The basics of the traditional SEO are too short for AI-based search systems, since the type of content processing is fundamentally different. While search engines rate websites based on keywords and backlinks, LLMS analyze content semantically and understand context, intent and thematic relationships.
LLMS prefer structured, easy -to -understand content with clear answers to specific questions. They attach particular importance to source quality and authority, preferring sources such as Wikipedia or structured data records. The traditional keyword optimization is replaced by natural, conversational language, since users with AI systems are more likely to communicate in entire sentences.

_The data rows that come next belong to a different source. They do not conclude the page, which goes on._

use std::sync::{Arc, LazyLock, Mutex};

use jiff::fmt::{StdFmtWrite, temporal};

use crate::error::{Error, Result};

static PARSER: temporal::DateTimeParser = temporal::DateTimeParser::new();
static PRINTER: temporal::DateTimePrinter = temporal::DateTimePrinter::new();

/// A time zone along with its canonical textual form.
///
/// The canonical form is what participates in formatter cache keys. It is
/// computed once when the zone is created, so that building a key is just a
/// reference count bump. Two zones that print the same way (for example,
/// `utc` and `UTC`) compare equal. Zones without a name that the time zone
/// database recognizes are numbered by their rules, and print as
/// `<unnamed zone N>`.
#[derive(Clone, Debug)]
pub struct Zone {
    tz: jiff::tz::TimeZone,
    canonical: Arc<str>,
}

impl Zone {
    /// The UTC time zone.
    pub fn utc() -> Zone {
        Zone::from(jiff::tz::TimeZone::UTC)
    }

    /// The time zone of the system, as detected by Jiff. (It honors the
    /// `TZ` environment variable.)
    pub fn system() -> Zone {
        static SYSTEM: LazyLock<Zone> =
            LazyLock::new(|| Zone::from(jiff::tz::TimeZone::system()));
        SYSTEM.clone()
    }

    /// Parse an IANA time zone identifier (`America/New_York`), a fixed
    /// offset (`+05:30`), a POSIX time zone string or the special string
    /// `system`.
    pub fn parse(s: &str) -> Result<Zone> {
        if s == "system" {
            return Ok(Zone::system());
        }
        let tz = PARSER.parse_time_zone(s).map_err(|err| {
            Error::argument(format!("invalid time zone `{s}`: {err}"))
        })?;
        Ok(Zone::from(tz))
    }

    /// Returns the underlying Jiff time zone.
    pub fn get(&self) -> &jiff::tz::TimeZone {
        &self.tz
    }

    /// Returns the canonical form of this time zone.
    pub fn canonical(&self) -> &Arc<str> {
        &self.canonical
    }
}

impl From<jiff::tz::TimeZone> for Zone {
    fn from(tz: jiff::tz::TimeZone) -> Zone {
        let canonical = match name(&tz) {
            Some(name) => Arc::from(name),
            None => Arc::from(format!("<unnamed zone {}>", unnamed_id(&tz))),
        };
        Zone { tz, canonical }
    }
}

/// Returns a name that identifies this zone's rules, if one exists.
///
/// A TZif zone can carry any name at all (or none, as with a copied
/// `/etc/localtime`), so its name is only trusted when the time zone
/// database maps it to the same rules.
fn name(tz: &jiff::tz::TimeZone) -> Option<String> {
    if let Some(name) = tz.iana_name() {
        let known = *tz == jiff::tz::TimeZone::UTC
            || jiff::tz::TimeZone::get(name).is_ok_and(|db| db == *tz);
        return known.then(|| name.to_string());
    }
    let mut buf = String::new();
    PRINTER.print_time_zone(tz, StdFmtWrite(&mut buf)).ok()?;
    (!buf.is_empty()).then_some(buf)
}

/// Returns a process wide number for a zone without a usable name. Equal
/// zones get the same number.
fn unnamed_id(tz: &jiff::tz::TimeZone) -> usize {
    static UNNAMED: Mutex<Vec<jiff::tz::TimeZone>> = Mutex::new(Vec::new());

    let mut unnamed = UNNAMED.lock().unwrap_or_else(|err| err.into_inner());
    if let Some(i) = unnamed.iter().position(|known| known == tz) {
        return i + 1;
    }
    unnamed.push(tz.clone());
    log::debug!("time zone {tz:?} has no name, using #{}", unnamed.len());
    unnamed.len()
}

impl Eq for Zone {}

impl PartialEq for Zone {
    fn eq(&self, rhs: &Zone) -> bool {
        self.canonical == rhs.canonical
    }
}

impl std::hash::Hash for Zone {
    fn hash<H: std::hash::Hasher>(&self, state: &mut H) {
        self.canonical.hash(state);
    }
}

impl std::fmt::Display for Zone {
    fn fmt(&self, f: &mut std::fmt::Formatter) -> std::fmt::Result {
        f.write_str(&self.canonical)
    }
}

impl std::str::FromStr for Zone {
    type Err = Error;

    fn from_str(s: &str) -> Result<Zone> {
        Zone::parse(s)
    }
}

#[cfg(test)]
mod tests {
    use super::*;

    #[test]
    fn canonical_iana() {
        let zone = Zone::parse("America/New_York").unwrap();
        assert_eq!(&**zone.canonical(), "America/New_York");
    }

    #[test]
    fn canonical_utc() {
        assert_eq!(Zone::parse("UTC").unwrap(), Zone::utc());
        assert_eq!(&**Zone::utc().canonical(), "UTC");
    }

    #[test]
    fn canonical_offset() {
        let zone = Zone::parse("+05:30").unwrap();
        assert_eq!(&**zone.canonical(), "+05:30");
    }

    /// Builds a TZif file with no transitions and a single local time type.
    fn tzif(abbrev: &str, offset: i32, posix: &str) -> Vec<u8> {
        let mut data = vec![];
        for _ in 0..2 {
            data.extend_from_slice(b"TZif2");
            data.extend_from_slice(&[0; 15]);
            let charcnt = u32::try_from(abbrev.len() + 1).unwrap();
            // isutcnt, isstdcnt, leapcnt, timecnt, typecnt, charcnt
            for count in [0, 0, 0, 0, 1, charcnt] {
                data.extend_from_slice(&u32::to_be_bytes(count));
            }
            data.extend_from_slice(&offset.to_be_bytes());
            data.extend_from_slice(&[0, 0]);
            data.extend_from_slice(abbrev.as_bytes());
            data.push(0);
        }
        data.extend_from_slice(format!("\n{posix}\n").as_bytes());
        data
    }

    #[test]
    fn unnamed_zones() {
        let tokyo = tzif("JST", 9 * 60 * 60, "JST-9");
        let new_york = tzif("EST", -5 * 60 * 60, "EST5");

        let t1 = Zone::from(jiff::tz::TimeZone::tzif("", &tokyo).unwrap());
        let t2 = Zone::from(jiff::tz::TimeZone::tzif("", &tokyo).unwrap());
        let ny = Zone::from(jiff::tz::TimeZone::tzif("", &new_york).unwrap());
        assert_eq!(t1, t2);
        assert_ne!(t1, ny);
        assert!(t1.canonical().starts_with("<unnamed zone "), "{t1}");

        // A name the database doesn't know, or knows with other rules, is
        // not trusted either.
        let local =
            Zone::from(jiff::tz::TimeZone::tzif("Local", &tokyo).unwrap());
        assert!(local.canonical().starts_with("<unnamed zone "), "{local}");
        let fake = jiff::tz::TimeZone::tzif("Asia/Tokyo", &new_york).unwrap();
        let fake = Zone::from(fake);
        assert!(fake.canonical().starts_with("<unnamed zone "), "{fake}");
        assert_ne!(fake, Zone::parse("Asia/Tokyo").unwrap());
    }

    #[test]
    fn invalid() {
        assert!(Zone::parse("Not/A_Zone").is_err());
    }
}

In addition, 95% of the AI-Citation behavior cannot be explained by website traffic metrics, and 97.2% not by backlink profiles. This means that the traditional SEO authority signals in the AI world lose importance.
What specific strategies do LLM-optimized content require?
Successful LLMO strategies are based on several core principles that go beyond traditional SEO approaches. First of all, content must be structured in such a way that they are easy to understand for AI systems. This includes clear headings, concise answers and structured data award.
Content strategy for LLMS
Companies should create detailed, comprehensive content that includes at least 1,500-2,000 words and completely answer specific questions. It is important to provide quoted content that is well structured, with sources and formulated concisely. FAQ sections and conversational headings that sound like real user requests increase the likelihood of AI.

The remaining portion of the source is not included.